Try layering them over a brown eyeshadow, it should help neutralize the blue tones.


----------



## Nepenthe (Mar 9, 2010)

The Soft Ochre should act as a neutralizer.. yellow <-> blue ..but the yellow tones in your skin (surrounding the eyes) will contrast it and bring it back out.


----------



## tthelwell (Mar 9, 2010)

Same problem here....all my greys and silvers look blue on my skintone. As Nepenthe said the yellow in our skintone brings out the blue in the eyeshadows. I have found no solution yet...so I roll with it


----------



## starangel2383 (Mar 20, 2010)

it happens to me as well, when i put a silver eyeshadow on top of another shadow and my sister wants to see what i have created for the day, she tries and guesses what colors that i use and she always says blue for the silver area.


----------



## portrait_artist (Mar 20, 2010)

Quote:

   Originally Posted by *starrynight0127* 

 
_Try layering them over a brown eyeshadow, it should help neutralize the blue tones._

 
This! 

I've found that if I lightly use a really neutral brown (Corduroy's my favorite), it definitely cuts down on the blue. Oddly enough, I tried using Vanilla eyeshadow (not pigment) underneath Electra and Knight Divine the other day and that also helped, though not as much as a brown does.

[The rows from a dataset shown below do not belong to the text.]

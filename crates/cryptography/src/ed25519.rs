//! Ed25519 signature functionality.

use crate::{Error, Result};
use ed25519_dalek::{Signature, Signer, SigningKey, Verifier, VerifyingKey};
use rand::rngs::OsRng;

/// Provides Ed25519 signature functionality.
pub struct Ed25519;

impl Ed25519 {
    /// Generates a new Ed25519 key pair.
    ///
    /// # Returns
    ///
    /// A tuple containing the private key and public key bytes
    pub fn generate_key_pair() -> (Vec<u8>, Vec<u8>) {
        let signing = SigningKey::generate(&mut OsRng);
        (
            signing.to_bytes().to_vec(),
            signing.verifying_key().to_bytes().to_vec(),
        )
    }

    /// Derives a public key from a private key.
    pub fn private_key_to_public_key(private_key: &[u8]) -> Result<Vec<u8>> {
        let signing = Self::signing_key(private_key)?;
        Ok(signing.verifying_key().to_bytes().to_vec())
    }

    /// Signs a message, returning the 64-byte signature.
    pub fn sign(private_key: &[u8], message: &[u8]) -> Result<Vec<u8>> {
        let signing = Self::signing_key(private_key)?;
        Ok(signing.sign(message).to_bytes().to_vec())
    }

    /// Verifies an Ed25519 signature.
    ///
    /// Returns `true` if the signature is valid, `false` otherwise. Never
    /// panics on malformed input.
    pub fn verify(public_key: &[u8], message: &[u8], signature: &[u8]) -> bool {
        if public_key.len() != 32 || signature.len() != 64 {
            return false;
        }
        let mut key_bytes = [0u8; 32];
        key_bytes.copy_from_slice(public_key);
        let verifying = match VerifyingKey::from_bytes(&key_bytes) {
            Ok(key) => key,
            Err(_) => return false,
        };
        let mut sig_bytes = [0u8; 64];
        sig_bytes.copy_from_slice(signature);
        let signature = Signature::from_bytes(&sig_bytes);
        verifying.verify(message, &signature).is_ok()
    }

    fn signing_key(private_key: &[u8]) -> Result<SigningKey> {
        if private_key.len() != 32 {
            return Err(Error::InvalidKey("Invalid private key length".to_string()));
        }
        let mut bytes = [0u8; 32];
        bytes.copy_from_slice(private_key);
        Ok(SigningKey::from_bytes(&bytes))
    }
}
//! Timestamp serialization helpers.
//!
//! All wire and snapshot timestamps are RFC3339 UTC with exactly nine
//! fractional digits, so canonical encodings agree byte-for-byte on every
//! replica regardless of the sub-second precision of the source clock.

use chrono::{DateTime, SecondsFormat, Utc};

/// Formats a timestamp the way the wire expects it.
pub fn format_rfc3339_nanos(at: &DateTime<Utc>) -> String {
    at.to_rfc3339_opts(SecondsFormat::Nanos, true)
}

/// Parses an RFC3339 timestamp into UTC.
pub fn parse_rfc3339(s: &str) -> Result<DateTime<Utc>, chrono::ParseError> {
    DateTime::parse_from_rfc3339(s).map(|t| t.with_timezone(&Utc))
}

/// `#[serde(with = "rfc3339_nanos")]` for `DateTime<Utc>` fields.
pub mod rfc3339_nanos {
    use super::*;
    use serde::{Deserialize, Deserializer, Serializer};

    pub fn serialize<S: Serializer>(at: &DateTime<Utc>, ser: S) -> Result<S::Ok, S::Error> {
        ser.serialize_str(&format_rfc3339_nanos(at))
    }

    pub fn deserialize<'de, D: Deserializer<'de>>(de: D) -> Result<DateTime<Utc>, D::Error> {
        let raw = String::deserialize(de)?;
        parse_rfc3339(&raw).map_err(serde::de::Error::custom)
    }
}

/// `#[serde(with = "rfc3339_nanos_opt")]` for `Option<DateTime<Utc>>` fields.
pub mod rfc3339_nanos_opt {
    use super::*;
    use serde::{Deserialize, Deserializer, Serializer};

    pub fn serialize<S: Serializer>(
        at: &Option<DateTime<Utc>>,
        ser: S,
    ) -> Result<S::Ok, S::Error> {
        match at {
            Some(at) => ser.serialize_some(&format_rfc3339_nanos(at)),
            None => ser.serialize_none(),
        }
    }

    pub fn deserialize<'de, D: Deserializer<'de>>(
        de: D,
    ) -> Result<Option<DateTime<Utc>>, D::Error> {
        let raw = Option::<String>::deserialize(de)?;
        raw.map(|s| parse_rfc3339(&s).map_err(serde::de::Error::custom))
            .transpose()
    }
}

Mac's grays always look at least somewhat blue on me as soon as I put  them on (even Copperplate seems to have blue undertones on me). Heck, even Black Tied  looks blue-ish on me if I blend it out directly on top of my skin! I'm glad I'm not the only one that noticed this... for the longest time I thought it was just me and my super pink skin.


----------



## sheaspearl83 (Mar 21, 2010)

Try using Bough Grey over Bare Study, Silver Ring over Blacktrack blended before application or combined with Electra.


----------



## MizzMelroseMood (Mar 23, 2010)

Grey always looks blue on me too, I never thought it was because I have golden undertones. Maybe a neutral colored light brown concealer would work underneath as a base rather then brown shadow to help tone out the blue.

The last time I did a full-on grey eye,10 minutes later it looked like I had blue shadow on, I was like omg I have to wash this off now, I'm not into blue eyeshadow esp. in the daytime.


----------



## Jackie O (Mar 24, 2010)

hmm  I've never experienced that before myself. I have golden undertones. usually when I'm working with blacks, grays and silvers, I'm going for a dark smokey eye, and I use a black base. NYX jumbo pencils in black bean is the one I swear by the most. trust me, under a black base, I dare that eyeshadow to turn blue!!

even with your frosty/lustre colors, I've often times used a black base under colors like Deep Truth and Steamy, even Humid to really intensify them.


----------



## PlatinumV (Mar 25, 2010)

Of course each colour changes once you put it on your skintone. The best advice I can give you is to try the eyeshadow on your skin before buying it! Try it, try it over a base, try it in different places on your arms and maybe also under your chin. So you can see how it would show on your lids!


----------



## erine1881 (Mar 28, 2010)

sadly, all of mac's greys are blue-based (with the exception of knight, which was LE).  the blue is more noticable on darker skin tones than light skin tones.


----------